Cahier critique 03/07/2019

“Zéro” de Tony T. Datis

On ne passe pas de zéro à super-héros en un instant...

Il y a finalement assez peu de fictions directement destinées au jeune public à l’intérieur de la production française globale (au contraire, naturellement, de tout un pan de l’animation). Réalisateur de clips en vue au tournant des années 2010, Tony T. Datis s’y est employé avec humour et joue de la fascination exercée par les super-héros sur les pré-adolescents, vers cet âge de dix à douze ans, lorsqu’on commence à comprendre que le quotidien est souvent morne, rasoir même, et qu’avoir des pouvoirs supra ordinaires serait tout de même sacrément dément… C’est le cas pour le jeune protagoniste de Zéro, que l’on jugerait sorti d’une publicité pour un fromage fondu en portions, avec ses taches de rousseur, son embonpoint naissant et ses dents du bonheur. Pas le physique de l’idole de la classe, clairement… Mais le gamin, traînant dans un jardin public anonyme de banlieue, survolé par les pigeons, les pies ou les corbeaux, s’échine à prouver mordicus à l’un de ses camarades qu’il est doué de facultés surnaturelles, dusse-t-il se motiver d’une dose de ventoline…

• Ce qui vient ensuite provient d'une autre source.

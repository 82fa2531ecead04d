//! Server settings schema.
//!
//! These settings shape the HTTP surface around the route table: where to
//! listen, where browsers are redirected, how reloads are triggered. They are
//! read once at startup from an optional TOML file and CLI flags; unlike the
//! route file they are not reloadable.

use serde::{Deserialize, Serialize};

/// Root settings for the server.
#[derive(Debug, Clone, Deserialize, Serialize, Default, PartialEq)]
#[serde(default)]
pub struct ServerConfig {
    /// Listener configuration (bind address, timeouts).
    pub listener: ListenerConfig,

    /// Where non-`go-get` requests are sent.
    pub redirect: RedirectConfig,

    /// Reload trigger settings.
    pub reload: ReloadConfig,

    /// Admin API settings.
    pub admin: AdminConfig,

    /// Logging and metrics settings.
    pub observability: ObservabilityConfig,
}

/// Listener configuration.
#[derive(Debug, Clone, Deserialize, Serialize, PartialEq)]
#[serde(default)]
pub struct ListenerConfig {
    /// Bind address. A bare `:port` binds all interfaces.
    pub bind_address: String,

    /// Request timeout in seconds.
    pub request_timeout_secs: u64,
}

impl Default for ListenerConfig {
    fn default() -> Self {
        Self {
            bind_address: ":9625".to_string(),
            request_timeout_secs: 10,
        }
    }
}

/// Documentation-site redirect for ordinary browser traffic.
#[derive(Debug, Clone, Deserialize, Serialize, PartialEq)]
#[serde(default)]
pub struct RedirectConfig {
    /// Base URL; the request host and path are appended.
    pub docs_url: String,
}

impl Default for RedirectConfig {
    fn default() -> Self {
        Self {
            docs_url: "https://pkg.go.dev".to_string(),
        }
    }
}

/// Route file reload settings. SIGHUP always triggers a reload.
#[derive(Debug, Clone, Deserialize, Serialize, PartialEq)]
#[serde(default)]
pub struct ReloadConfig {
    /// Also reload when the route file changes on disk.
    pub watch: bool,

    /// Poll interval for the fallback watcher backend, in milliseconds.
    pub poll_interval_ms: u64,
}

impl Default for ReloadConfig {
    fn default() -> Self {
        Self {
            watch: false,
            poll_interval_ms: 2000,
        }
    }
}

/// Admin API configuration.
#[derive(Debug, Clone, Deserialize, Serialize, PartialEq)]
#[serde(default)]
pub struct AdminConfig {
    pub enabled: bool,

    /// Admin listener address, kept separate from public traffic.
    pub bind_address: String,

    /// Bearer token required on every admin request.
    pub api_key: String,
}

impl Default for AdminConfig {
    fn default() -> Self {
        Self {
            enabled: false,
            bind_address: "127.0.0.1:9626".to_string(),
            api_key: String::new(),
        }
    }
}

/// Log output format.
#[derive(Debug, Clone, Copy, Deserialize, Serialize, PartialEq, Eq, Default, clap::ValueEnum)]
#[serde(rename_all = "lowercase")]
pub enum LogFormat {
    #[default]
    Pretty,
    Json,
}

/// Observability configuration.
#[derive(Debug, Clone, Deserialize, Serialize, Default, PartialEq)]
#[serde(default)]
pub struct ObservabilityConfig {
    pub log_format: LogFormat,

    /// Prometheus scrape address; metrics are off when unset.
    pub metrics_address: Option<String>,
}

L’écriture de ces dix minutes lorgne vite vers le terrain du burlesque, ouvert par une distance entre ce qui est annoncé et les piteuses prouesses réalisées : le petit rondouillard se mange ainsi un mur de plein fouet et on en a mal pour lui, même s’il est impossible de ne pas lâcher un sourire… La précision de la mise en scène s’appuie sur un montage des plus tonique, ce qui permet à chaque surprise couvée par l’écriture de tomber à point nommé, le film jouant d’abord sur la truculence de ses deux kids survoltés – le zozotement de l’aspirant super héros le rend immédiatement assez attendrissant, comme une sorte de version contemporaine du Petit-Gibus de La guerre des boutons.

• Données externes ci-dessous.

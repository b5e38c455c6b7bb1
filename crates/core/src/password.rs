//! Password hashing for the account store.
//!
//! Credentials are only ever persisted as salted Argon2id hashes; the
//! plaintext never leaves the registration/login call.

use argon2::{
    Argon2,
    password_hash::{PasswordHash, PasswordHasher, PasswordVerifier, SaltString, rand_core::OsRng},
};
use thiserror::Error;

#[derive(Debug, Error, Clone, PartialEq, Eq)]
#[non_exhaustive]
pub enum PasswordError {
    #[error("password cannot be empty")]
    Empty,

    #[error("password hashing failed")]
    HashingFailed,

    #[error("stored password hash is malformed")]
    MalformedHash,
}

/// Hashes a password with Argon2id and a fresh random salt.
///
/// # Errors
///
/// Returns `PasswordError::Empty` for an empty password and
/// `PasswordError::HashingFailed` if the hasher rejects the input.
pub fn hash(password: &str) -> Result<String, PasswordError> {
    if password.is_empty() {
        return Err(PasswordError::Empty);
    }

    let salt = SaltString::generate(&mut OsRng);
    Argon2::default()
        .hash_password(password.as_bytes(), &salt)
        .map(|hash| hash.to_string())
        .map_err(|_| PasswordError::HashingFailed)
}

/// Verifies a password against a stored hash.
///
/// Returns `false` for a mismatch; comparison happens inside the argon2
/// crate in constant time.
///
/// # Errors
///
/// Returns `PasswordError::MalformedHash` if the stored hash cannot be
/// parsed.
pub fn verify(password: &str, stored_hash: &str) -> Result<bool, PasswordError> {
    let parsed = PasswordHash::new(stored_hash).map_err(|_| PasswordError::MalformedHash)?;
    Ok(Argon2::default()
        .verify_password(password.as_bytes(), &parsed)
        .is_ok())
}

#[cfg(test)]
mod tests {
    use super::*;

    #[test]
    fn hash_and_verify_roundtrip() {
        let hashed = hash("pw1").unwrap();
        assert_ne!(hashed, "pw1");
        assert!(verify("pw1", &hashed).unwrap());
        assert!(!verify("wrong", &hashed).unwrap());
    }

    #[test]
    fn hashes_are_salted() {
        let first = hash("same password").unwrap();
        let second = hash("same password").unwrap();
        assert_ne!(first, second);
        assert!(verify("same password", &first).unwrap());
        assert!(verify("same password", &second).unwrap());
    }

    #[test]
    fn empty_password_is_rejected() {
        assert_eq!(hash("").unwrap_err(), PasswordError::Empty);
    }

    #[test]
    fn malformed_hash_is_an_error() {
        assert_eq!(
            verify("pw1", "not-a-phc-string").unwrap_err(),
            PasswordError::MalformedHash
        );
    }
}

Le recours aux effets spéciaux n’est lui non plus pas fréquent dans la production courte et leur incursion – plutôt inattendue au bout du compte – se révèle ici plutôt probant – il faut même attendre, à ce titre, un insert post-générique de fin, certes posé en clin d’œil peu cohérent. Mais on n’a jamais été sur le terrain de la vraisemblance naturaliste, l’image léchée et les cadres volontaristes citant un cinéma en particulier, fantasmagorique plus que fantastique. Le cinéma des mondes sans adultes, où l’imaginaire garde son droit de cité et où subsistent certains possibles.

Christophe Chauville

Réalisation et scénario: Tony T. Datis. Image : Sylvain Sechet. Montage : Anthony Célérier. Son : Arnaud Marten,
Marco Casanova et Matthieu Autin. Musique originale : Etienne Forget. Interprétation : Roy Sfez et Emir Seghir. 
Production : Buffalo Corp, Hossenny Production et Section 9.